Толяныч и себе налил перепревшего у огня чаю, хватанул пару раз, обжигая губы, горечью обдавая рот, но вряд ли и заметил это, так глубоко он был погружен в свои воспоминания, в свою исповедь.

– Лишь на короткое время попал я в какую-то переполненную, просто забитую людскими телами камеру. Неведомо как, но там уж знали мой приговор, поселили меня в лучшем месте, – если вообще было оно, лучшее место в этой камере. Кто-то старался поддержать меня, кто-то подкормить, кто-то подсовывал мне под голову свою одежку. Но разве это могло хоть как-то компенсировать то, что творилось у меня на душе. Разве могло? Там, от сокамерников я узнал, что расстреляют меня не сразу, как мне представлялось. Нет, не сразу. Процедура эта длительная. «Им» интересно знать, пусть и не видеть, а просто знать, что ты мучаешься, боишься, раскаиваешься, и снова мучаешься каждой клеточкой своего разума, и ждешь. Ждешь этого неотвратимого события, последнего события в твоей жизни. Там же узнал я, что приговоры такие исполняются лишь в трех городах Советского Союза. Так что, не переживай, сказали мне, еще покатаешься в «столыпинских» вагонах по просторам нашей великой и могучей, помыкаешься по пересылкам, пока прибудешь к пункту своего последнего, неизбежного пристанища.

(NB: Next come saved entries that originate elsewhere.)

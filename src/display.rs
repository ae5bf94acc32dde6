//! Local display.
//!
//! The scheduler drives a `DisplayPresenter` once per cycle with the freshly
//! published snapshot. `ConsoleDisplay` renders to the terminal: an
//! `indicatif` spinner line on a TTY in pretty mode, plain log lines otherwise.

use anyhow::Result;
use indicatif::{ProgressBar, ProgressDrawTarget, ProgressStyle};
use std::time::Duration;

use crate::state::Snapshot;

/// Local display contract.
pub trait DisplayPresenter: Send {
    /// Bring the display up. Failure here is fatal for the daemon.
    fn init(&mut self) -> Result<()>;

    /// Render the latest snapshot.
    fn present(&mut self, snapshot: &Snapshot) -> Result<()>;
}

#[derive(Clone, Copy, Debug, PartialEq, Eq)]
pub enum DisplayMode {
    Auto,
    Plain,
    Pretty,
}

impl DisplayMode {
    pub fn from_flag(flag: Option<&str>) -> Self {
        match flag {
            Some("plain") => DisplayMode::Plain,
            Some("pretty") => DisplayMode::Pretty,
            _ => DisplayMode::Auto,
        }
    }
}

/// Text lines for a small display: status, label + confidence, box.
pub fn render_lines(snapshot: &Snapshot) -> Vec<String> {
    let mut lines = vec![snapshot.status.to_string()];
    let r = &snapshot.result;
    if r.valid {
        lines.push(format!("{} {:.0}%", r.label, r.confidence * 100.0));
        if r.bbox.width > 0 && r.bbox.height > 0 {
            lines.push(format!(
                "box {},{} {}x{}",
                r.bbox.x, r.bbox.y, r.bbox.width, r.bbox.height
            ));
        }
    }
    lines
}

pub struct ConsoleDisplay {
    mode: DisplayMode,
    is_tty: bool,
    spinner: Option<ProgressBar>,
    last_text: Option<String>,
}

impl ConsoleDisplay {
    pub fn new(mode: DisplayMode, is_tty: bool) -> Self {
        Self {
            mode,
            is_tty,
            spinner: None,
            last_text: None,
        }
    }

    fn use_pretty(&self) -> bool {
        self.is_tty
            && match self.mode {
                DisplayMode::Pretty | DisplayMode::Auto => true,
                DisplayMode::Plain => false,
            }
    }
}

impl DisplayPresenter for ConsoleDisplay {
    fn init(&mut self) -> Result<()> {
        if self.use_pretty() {
            let spinner = ProgressBar::new_spinner();
            spinner.set_draw_target(ProgressDrawTarget::stderr());
            spinner.enable_steady_tick(Duration::from_millis(120));
            let style = ProgressStyle::with_template("{spinner} {msg}")
                .unwrap_or_else(|_| ProgressStyle::default_spinner());
            spinner.set_style(style);
            spinner.set_message("Initializing");
            self.spinner = Some(spinner);
        }
        Ok(())
    }

    fn present(&mut self, snapshot: &Snapshot) -> Result<()> {
        let text = render_lines(snapshot).join(" | ");
        if self.last_text.as_deref() == Some(text.as_str()) {
            return Ok(());
        }
        match &self.spinner {
            Some(spinner) => spinner.set_message(text.clone()),
            None => log::info!("display: {}", text),
        }
        self.last_text = Some(text);
        Ok(())
    }
}

impl Drop for ConsoleDisplay {
    fn drop(&mut self) {
        if let Some(spinner) = self.spinner.take() {
            spinner.finish_and_clear();
        }
    }
}

#[cfg(test)]
mod tests {
    use super::*;
    use crate::detect::{BoundingBox, DetectionResult};
    use crate::status::SystemStatus;

    #[test]
    fn renders_detection_with_box() {
        let snapshot = Snapshot {
            result: DetectionResult::detected(
                "plug",
                0.914,
                BoundingBox {
                    x: 8,
                    y: 16,
                    width: 24,
                    height: 32,
                },
                0,
            ),
            status: SystemStatus::Detection("plug".into()),
            ..Snapshot::default()
        };
        assert_eq!(
            render_lines(&snapshot),
            vec!["Detection: plug", "plug 91%", "box 8,16 24x32"]
        );
    }

    #[test]
    fn renders_status_only_when_invalid() {
        let snapshot = Snapshot {
            status: SystemStatus::Scanning,
            ..Snapshot::default()
        };
        assert_eq!(render_lines(&snapshot), vec!["Scanning..."]);
    }

    #[test]
    fn plain_mode_never_spins() -> Result<()> {
        let mut display = ConsoleDisplay::new(DisplayMode::Plain, true);
        display.init()?;
        assert!(display.spinner.is_none());
        display.present(&Snapshot::default())?;
        assert_eq!(display.last_text.as_deref(), Some("Initializing"));
        Ok(())
    }
}
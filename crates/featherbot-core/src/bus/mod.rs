//! Typed pub/sub message bus.
//!
//! Subscribers register per [`EventType`] and are invoked in subscription
//! order, one at a time, for each `publish` call — concurrent `publish`
//! calls may still interleave handlers from different events, but a
//! single `publish` never races its own handler sequence. A handler that
//! fails while processing a `message:*` event causes the bus to
//! synthesize and publish a `bus:error` event exactly once; a `bus:error`
//! handler that itself fails is logged and swallowed rather than
//! recursing again.

pub mod events;

use events::{BusErrorEvent, BusEvent, EventType};
use std::collections::HashMap;
use std::future::Future;
use std::pin::Pin;
use std::sync::atomic::{AtomicU64, Ordering};
use std::sync::Arc;
use std::time::SystemTime;
use tokio::sync::RwLock;
use tracing::{debug, error};

/// A subscribed handler. Returning `Err` signals a handler failure; the
/// bus turns that into a `bus:error` event rather than propagating it.
pub type Handler =
    Arc<dyn Fn(BusEvent) -> Pin<Box<dyn Future<Output = anyhow::Result<()>> + Send>> + Send + Sync>;

/// Opaque subscription identity returned by [`MessageBus::subscribe`] and
/// required by [`MessageBus::unsubscribe`].
///
/// The source spec models subscriber identity by handler reference
/// equality; Rust closures aren't comparable that way, so subscription
/// returns a monotonic id instead. Functionally equivalent: `unsubscribe`
/// still removes at most the one registration the id names.
#[derive(Debug, Clone, Copy, PartialEq, Eq, Hash)]
pub struct SubscriptionId(u64);

struct Subscriber {
    id: SubscriptionId,
    handler: Handler,
}

type SubscriberTable = HashMap<EventType, Vec<Subscriber>>;

/// Async message bus decoupling channel adapters from the agent core.
pub struct MessageBus {
    subscribers: Arc<RwLock<SubscriberTable>>,
    next_id: AtomicU64,
}

impl MessageBus {
    pub fn new() -> Self {
        Self {
            subscribers: Arc::new(RwLock::new(HashMap::new())),
            next_id: AtomicU64::new(1),
        }
    }

    /// Register `handler` to run whenever an event of `event_type` is
    /// published. Handlers for one type run in subscription order.
    pub async fn subscribe<F, Fut>(&self, event_type: EventType, handler: F) -> SubscriptionId
    where
        F: Fn(BusEvent) -> Fut + Send + Sync + 'static,
        Fut: Future<Output = anyhow::Result<()>> + Send + 'static,
    {
        let id = SubscriptionId(self.next_id.fetch_add(1, Ordering::Relaxed));
        let boxed: Handler = Arc::new(move |event| Box::pin(handler(event)));

        let mut subs = self.subscribers.write().await;
        subs.entry(event_type).or_default().push(Subscriber { id, handler: boxed });
        id
    }

    /// Remove the subscription identified by `id` from `event_type`.
    /// Removes at most one registration. Returns whether one was found.
    pub async fn unsubscribe(&self, event_type: EventType, id: SubscriptionId) -> bool {
        let mut subs = self.subscribers.write().await;
        if let Some(list) = subs.get_mut(&event_type) {
            if let Some(pos) = list.iter().position(|s| s.id == id) {
                list.remove(pos);
                return true;
            }
        }
        false
    }

    /// Number of handlers currently registered for `event_type`. Used by
    /// diagnostics (`/status`) and tests.
    pub async fn subscriber_count(&self, event_type: EventType) -> usize {
        self.subscribers
            .read()
            .await
            .get(&event_type)
            .map_or(0, Vec::len)
    }

    /// Publish `event` to every handler subscribed to its type, in
    /// subscription order, awaiting each before invoking the next.
    ///
    /// A handler failure on a non-error event synthesizes and publishes
    /// a `bus:error` event (recursively, through this same method) once.
    /// A failure while handling a `bus:error` event is logged and
    /// swallowed — there is no second-level recursion.
    pub fn publish(&self, event: BusEvent) -> Pin<Box<dyn Future<Output = ()> + Send + '_>> {
        Box::pin(async move {
            let event_type = event.event_type();
            let handlers: Vec<Handler> = {
                let subs = self.subscribers.read().await;
                subs.get(&event_type)
                    .map(|list| list.iter().map(|s| Arc::clone(&s.handler)).collect())
                    .unwrap_or_default()
            };

            if handlers.is_empty() {
                debug!(%event_type, "publish: no subscribers");
                return;
            }

            for handler in handlers {
                let outcome = handler(event.clone()).await;
                if let Err(err) = outcome {
                    if matches!(event_type, EventType::Error) {
                        error!(error = %err, "bus:error handler itself failed; swallowing");
                        continue;
                    }

                    error!(error = %err, %event_type, "bus handler failed; synthesizing bus:error");
                    let error_event = BusEvent::Error(BusErrorEvent {
                        message: err.to_string(),
                        source_event: Box::new(event.clone()),
                        timestamp: SystemTime::now(),
                    });
                    self.publish(error_event).await;
                }
            }
        })
    }

    /// Remove every subscriber. Subsequent `publish` calls become no-ops
    /// because there is nothing left to invoke.
    pub async fn close(&self) {
        self.subscribers.write().await.clear();
    }
}

impl Default for MessageBus {
    fn default() -> Self {
        Self::new()
    }
}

Вскоре меня переселили в отдельную, совсем крохотную камеру, проще сказать не камеру, а просто бетонный мешок. Выдали полосатую куртку, полосатые брюки, полосатую шапочку. Все почти новое. Может и не новое, но стираное, чистое. Нар в этом бетонном мешке не было, спать приходилось на полу, на какой-то крохотной дерюжке. Время для меня замерло, словно остановилось, я перестал его ощущать, перестал понимать, когда наступало утро, а когда опускалась ночь. Я чувствовал, что начинаю растворяться, как бы исчезать из этого мира. Меня, будто бы, с каждым днем становится меньше и меньше. И вот что странно, мне не хотелось так исчезать, мне хотелось (уже хотелось) умереть сразу, целиком. Всеми днями я только и думал о том, как сделать так, чтобы умереть сразу. Как обмануть «их», – умереть самому. Они придут, чтобы исполнить свой приговор, а я уже вот…. Я весь измучился, но придумать ничего не мог. «Они» были хитрее меня и приняли все меры, чтобы я не мог их обмануть. И это осознание бессильности даже в таком простом и очень личном вопросе, выводило меня из себя, я был на грани какой-то психической трагедии, на грани срыва. Казалось еще одна ночь, еще одна, и я просто сойду с ума. Не от того, что я в клетке, к этому уже появилась какая-то привычка, а именно от того, что не могу, не умею убить себя, не умею оборвать эту никчемную, жалкую жизнь.